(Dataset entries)

use serde::Deserialize;
use std::path::Path;

/// Errors from controller configuration.
#[derive(Debug, thiserror::Error)]
pub enum InputError {
    #[error("IO error: {0}")]
    Io(#[from] std::io::Error),
    #[error("JSON error: {0}")]
    Json(#[from] serde_json::Error),
    #[error("invalid controller config: {field} must be finite and positive, got {value}")]
    InvalidConfig { field: &'static str, value: f32 },
}

/// Tuning for the fly controller. Missing fields take their defaults.
#[derive(Debug, Clone, PartialEq, Deserialize)]
#[serde(default)]
pub struct ControllerConfig {
    /// Movement speed in world units per second.
    pub move_speed: f32,
    /// Look speed in degrees per pixel of mouse motion.
    pub look_sensitivity: f32,
    /// Zoom speed in field-of-view degrees per scroll unit.
    pub zoom_sensitivity: f32,
}

impl Default for ControllerConfig {
    fn default() -> Self {
        Self {
            move_speed: 3.0,
            look_sensitivity: 0.1,
            zoom_sensitivity: 1.0,
        }
    }
}

impl ControllerConfig {
    /// Check that every tuning value is finite and positive.
    pub fn validate(&self) -> Result<(), InputError> {
        for (field, value) in [
            ("move_speed", self.move_speed),
            ("look_sensitivity", self.look_sensitivity),
            ("zoom_sensitivity", self.zoom_sensitivity),
        ] {
            if !value.is_finite() || value <= 0.0 {
                return Err(InputError::InvalidConfig { field, value });
            }
        }
        Ok(())
    }

    /// Load and validate a config from a JSON file.
    pub fn load(path: impl AsRef<Path>) -> Result<Self, InputError> {
        let file = std::fs::File::open(path)?;
        let config: Self = serde_json::from_reader(file)?;
        config.validate()?;
        Ok(config)
    }
}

WORK TO BE COMPLETED →
Among the lines above, find those holding "Deserialize" and copy each one.

FINAL ANSWER →
use serde::Deserialize;
#[derive(Debug, Clone, PartialEq, Deserialize)]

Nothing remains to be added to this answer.